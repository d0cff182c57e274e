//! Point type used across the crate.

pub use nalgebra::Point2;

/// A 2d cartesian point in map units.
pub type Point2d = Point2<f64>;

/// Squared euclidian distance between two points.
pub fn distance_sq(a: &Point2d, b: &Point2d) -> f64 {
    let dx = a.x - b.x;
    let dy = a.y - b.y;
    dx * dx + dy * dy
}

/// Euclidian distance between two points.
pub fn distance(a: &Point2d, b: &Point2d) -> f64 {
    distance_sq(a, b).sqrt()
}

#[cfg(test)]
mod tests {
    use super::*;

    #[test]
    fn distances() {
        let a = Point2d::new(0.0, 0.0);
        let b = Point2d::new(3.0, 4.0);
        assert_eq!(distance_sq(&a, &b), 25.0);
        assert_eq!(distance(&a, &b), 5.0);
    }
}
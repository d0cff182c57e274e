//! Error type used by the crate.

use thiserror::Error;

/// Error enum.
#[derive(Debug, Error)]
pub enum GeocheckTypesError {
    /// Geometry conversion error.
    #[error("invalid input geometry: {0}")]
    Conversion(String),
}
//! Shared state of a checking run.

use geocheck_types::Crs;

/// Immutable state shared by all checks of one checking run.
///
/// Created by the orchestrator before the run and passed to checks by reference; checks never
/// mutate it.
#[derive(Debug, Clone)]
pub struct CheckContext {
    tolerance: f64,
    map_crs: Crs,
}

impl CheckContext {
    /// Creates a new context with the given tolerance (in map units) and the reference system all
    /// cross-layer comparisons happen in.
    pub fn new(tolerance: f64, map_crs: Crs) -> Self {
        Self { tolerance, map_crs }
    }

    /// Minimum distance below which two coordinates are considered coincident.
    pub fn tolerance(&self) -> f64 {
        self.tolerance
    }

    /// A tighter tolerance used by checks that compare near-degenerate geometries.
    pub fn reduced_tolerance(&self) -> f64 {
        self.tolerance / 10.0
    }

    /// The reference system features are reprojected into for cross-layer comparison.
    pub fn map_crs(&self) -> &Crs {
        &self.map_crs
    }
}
********************
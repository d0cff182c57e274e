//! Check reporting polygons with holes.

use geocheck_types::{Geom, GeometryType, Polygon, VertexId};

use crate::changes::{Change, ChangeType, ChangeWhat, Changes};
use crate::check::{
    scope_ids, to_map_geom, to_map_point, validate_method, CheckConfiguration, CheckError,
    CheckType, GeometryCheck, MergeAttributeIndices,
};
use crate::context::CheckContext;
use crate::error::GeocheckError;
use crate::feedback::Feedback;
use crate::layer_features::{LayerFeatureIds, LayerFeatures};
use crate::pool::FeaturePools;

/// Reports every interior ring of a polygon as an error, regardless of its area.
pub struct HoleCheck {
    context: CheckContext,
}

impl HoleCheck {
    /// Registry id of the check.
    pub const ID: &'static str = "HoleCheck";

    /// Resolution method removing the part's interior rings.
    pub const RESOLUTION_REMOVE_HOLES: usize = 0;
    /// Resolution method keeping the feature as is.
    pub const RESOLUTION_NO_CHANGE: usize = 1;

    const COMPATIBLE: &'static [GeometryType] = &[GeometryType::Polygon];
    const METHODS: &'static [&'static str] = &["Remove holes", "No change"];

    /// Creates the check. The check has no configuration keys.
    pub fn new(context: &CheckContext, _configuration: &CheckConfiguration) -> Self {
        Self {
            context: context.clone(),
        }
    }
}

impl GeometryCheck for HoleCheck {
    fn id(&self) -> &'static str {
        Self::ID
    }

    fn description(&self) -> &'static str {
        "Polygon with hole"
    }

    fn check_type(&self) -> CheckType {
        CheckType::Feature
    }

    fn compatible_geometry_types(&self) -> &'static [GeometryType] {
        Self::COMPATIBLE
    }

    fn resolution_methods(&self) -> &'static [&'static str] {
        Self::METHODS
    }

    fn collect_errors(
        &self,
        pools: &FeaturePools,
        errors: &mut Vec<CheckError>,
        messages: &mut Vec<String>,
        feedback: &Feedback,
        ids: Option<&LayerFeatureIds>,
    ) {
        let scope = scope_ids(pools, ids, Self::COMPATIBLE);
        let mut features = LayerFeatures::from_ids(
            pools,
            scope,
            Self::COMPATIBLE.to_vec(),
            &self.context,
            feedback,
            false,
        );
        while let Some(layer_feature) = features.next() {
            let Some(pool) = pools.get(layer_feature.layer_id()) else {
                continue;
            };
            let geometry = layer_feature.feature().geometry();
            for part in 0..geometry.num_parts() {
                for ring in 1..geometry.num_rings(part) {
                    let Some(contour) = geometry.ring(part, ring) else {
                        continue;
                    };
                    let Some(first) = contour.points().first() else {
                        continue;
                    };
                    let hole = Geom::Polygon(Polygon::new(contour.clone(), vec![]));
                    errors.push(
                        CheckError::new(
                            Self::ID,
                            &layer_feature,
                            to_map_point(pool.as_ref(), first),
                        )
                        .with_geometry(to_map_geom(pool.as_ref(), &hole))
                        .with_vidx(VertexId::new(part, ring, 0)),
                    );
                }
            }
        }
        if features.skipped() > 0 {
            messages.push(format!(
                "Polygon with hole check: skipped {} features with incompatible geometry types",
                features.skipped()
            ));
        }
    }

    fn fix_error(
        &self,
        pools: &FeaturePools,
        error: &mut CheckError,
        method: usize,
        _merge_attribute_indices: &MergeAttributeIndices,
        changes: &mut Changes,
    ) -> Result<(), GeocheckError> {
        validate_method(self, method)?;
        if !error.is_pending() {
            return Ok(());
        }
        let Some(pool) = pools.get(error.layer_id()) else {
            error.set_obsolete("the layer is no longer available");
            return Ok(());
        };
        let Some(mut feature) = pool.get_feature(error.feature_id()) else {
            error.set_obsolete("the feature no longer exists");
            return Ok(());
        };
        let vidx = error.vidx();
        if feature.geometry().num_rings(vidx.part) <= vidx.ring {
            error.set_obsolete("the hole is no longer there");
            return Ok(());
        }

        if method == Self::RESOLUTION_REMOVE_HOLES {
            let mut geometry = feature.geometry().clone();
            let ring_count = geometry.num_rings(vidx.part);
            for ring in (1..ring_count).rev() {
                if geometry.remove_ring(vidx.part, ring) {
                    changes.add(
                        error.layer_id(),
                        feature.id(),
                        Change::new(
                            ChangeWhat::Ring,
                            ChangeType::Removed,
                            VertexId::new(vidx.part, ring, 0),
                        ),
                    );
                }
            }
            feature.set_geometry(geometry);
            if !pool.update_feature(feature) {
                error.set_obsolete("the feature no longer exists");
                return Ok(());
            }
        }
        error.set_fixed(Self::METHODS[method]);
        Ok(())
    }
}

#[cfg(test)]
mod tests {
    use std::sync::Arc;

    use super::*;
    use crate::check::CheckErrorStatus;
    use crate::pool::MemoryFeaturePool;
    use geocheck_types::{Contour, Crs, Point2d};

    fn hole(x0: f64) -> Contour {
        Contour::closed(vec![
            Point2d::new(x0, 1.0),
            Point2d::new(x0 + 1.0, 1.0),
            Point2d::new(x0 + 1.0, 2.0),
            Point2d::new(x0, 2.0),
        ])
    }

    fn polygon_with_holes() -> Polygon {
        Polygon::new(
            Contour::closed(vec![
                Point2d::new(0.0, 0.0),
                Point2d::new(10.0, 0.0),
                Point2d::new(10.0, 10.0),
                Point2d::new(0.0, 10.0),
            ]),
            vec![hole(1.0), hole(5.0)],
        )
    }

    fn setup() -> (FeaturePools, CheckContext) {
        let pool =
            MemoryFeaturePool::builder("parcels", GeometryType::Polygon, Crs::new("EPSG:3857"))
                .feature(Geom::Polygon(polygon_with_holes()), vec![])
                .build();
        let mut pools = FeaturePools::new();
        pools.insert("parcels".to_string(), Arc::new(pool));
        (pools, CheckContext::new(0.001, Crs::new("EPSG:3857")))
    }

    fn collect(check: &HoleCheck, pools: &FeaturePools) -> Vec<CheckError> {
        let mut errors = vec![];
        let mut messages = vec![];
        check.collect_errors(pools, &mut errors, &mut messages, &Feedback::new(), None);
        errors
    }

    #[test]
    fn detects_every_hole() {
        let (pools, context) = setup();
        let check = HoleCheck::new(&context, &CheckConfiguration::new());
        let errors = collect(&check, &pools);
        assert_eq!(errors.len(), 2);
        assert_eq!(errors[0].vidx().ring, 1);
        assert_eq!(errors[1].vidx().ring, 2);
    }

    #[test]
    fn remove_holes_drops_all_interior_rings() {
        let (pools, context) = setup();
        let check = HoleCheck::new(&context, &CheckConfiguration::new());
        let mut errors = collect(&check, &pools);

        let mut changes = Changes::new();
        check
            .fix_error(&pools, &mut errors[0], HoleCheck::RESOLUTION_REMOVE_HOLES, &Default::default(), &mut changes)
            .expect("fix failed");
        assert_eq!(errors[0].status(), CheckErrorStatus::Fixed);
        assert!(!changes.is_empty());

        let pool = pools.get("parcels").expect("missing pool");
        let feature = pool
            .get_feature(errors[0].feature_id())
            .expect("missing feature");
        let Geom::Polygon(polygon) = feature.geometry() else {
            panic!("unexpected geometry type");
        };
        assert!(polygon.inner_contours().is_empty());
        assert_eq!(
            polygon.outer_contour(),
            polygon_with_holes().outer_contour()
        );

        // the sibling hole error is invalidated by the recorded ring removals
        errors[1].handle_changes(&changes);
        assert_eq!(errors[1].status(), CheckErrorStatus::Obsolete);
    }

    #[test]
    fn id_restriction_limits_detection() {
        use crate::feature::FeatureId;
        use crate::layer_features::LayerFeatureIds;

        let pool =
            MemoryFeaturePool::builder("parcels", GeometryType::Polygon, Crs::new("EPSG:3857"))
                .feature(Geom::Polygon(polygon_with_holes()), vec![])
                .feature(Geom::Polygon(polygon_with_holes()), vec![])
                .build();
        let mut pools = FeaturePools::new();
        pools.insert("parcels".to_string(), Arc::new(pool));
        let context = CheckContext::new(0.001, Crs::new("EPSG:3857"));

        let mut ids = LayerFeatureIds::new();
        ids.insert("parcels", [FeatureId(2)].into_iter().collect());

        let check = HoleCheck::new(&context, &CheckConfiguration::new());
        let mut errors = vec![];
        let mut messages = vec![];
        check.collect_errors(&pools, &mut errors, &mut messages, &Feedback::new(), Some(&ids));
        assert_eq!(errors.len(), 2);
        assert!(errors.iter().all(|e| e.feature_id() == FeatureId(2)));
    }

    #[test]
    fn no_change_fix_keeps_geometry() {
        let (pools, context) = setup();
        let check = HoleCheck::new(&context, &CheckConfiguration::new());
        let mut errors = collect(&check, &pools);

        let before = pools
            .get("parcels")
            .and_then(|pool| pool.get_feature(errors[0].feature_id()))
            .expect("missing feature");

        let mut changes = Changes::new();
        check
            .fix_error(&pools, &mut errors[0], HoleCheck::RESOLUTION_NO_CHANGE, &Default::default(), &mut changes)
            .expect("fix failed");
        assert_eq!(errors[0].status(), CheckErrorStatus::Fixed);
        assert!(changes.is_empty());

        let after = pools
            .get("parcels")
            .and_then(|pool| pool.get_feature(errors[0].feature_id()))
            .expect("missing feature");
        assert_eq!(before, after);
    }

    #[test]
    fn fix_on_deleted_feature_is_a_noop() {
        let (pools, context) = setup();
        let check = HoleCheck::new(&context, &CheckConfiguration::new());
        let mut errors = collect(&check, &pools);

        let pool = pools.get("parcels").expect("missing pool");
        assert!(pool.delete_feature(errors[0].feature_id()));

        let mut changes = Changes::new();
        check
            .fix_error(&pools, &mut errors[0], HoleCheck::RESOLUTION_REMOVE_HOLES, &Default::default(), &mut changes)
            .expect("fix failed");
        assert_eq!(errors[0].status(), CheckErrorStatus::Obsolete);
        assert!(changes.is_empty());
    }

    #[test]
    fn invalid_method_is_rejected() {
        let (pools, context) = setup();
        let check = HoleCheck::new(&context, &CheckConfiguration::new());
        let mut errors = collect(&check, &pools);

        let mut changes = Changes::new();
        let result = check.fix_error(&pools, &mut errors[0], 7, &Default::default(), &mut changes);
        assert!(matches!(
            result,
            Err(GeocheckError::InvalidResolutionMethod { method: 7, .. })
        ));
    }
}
********************
*Your goal*: Beginning at the line above that contains "while let Some(layer_feature)", return each line exactly through the line that contains "if features.skipped() >", and no others.

*Final answer*:
        while let Some(layer_feature) = features.next() {
            let Some(pool) = pools.get(layer_feature.layer_id()) else {
                continue;
            };
            let geometry = layer_feature.feature().geometry();
            for part in 0..geometry.num_parts() {
                for ring in 1..geometry.num_rings(part) {
                    let Some(contour) = geometry.ring(part, ring) else {
                        continue;
                    };
                    let Some(first) = contour.points().first() else {
                        continue;
                    };
                    let hole = Geom::Polygon(Polygon::new(contour.clone(), vec![]));
                    errors.push(
                        CheckError::new(
                            Self::ID,
                            &layer_feature,
                            to_map_point(pool.as_ref(), first),
                        )
                        .with_geometry(to_map_geom(pool.as_ref(), &hole))
                        .with_vidx(VertexId::new(part, ring, 0)),
                    );
                }
            }
        }
        if features.skipped() > 0 {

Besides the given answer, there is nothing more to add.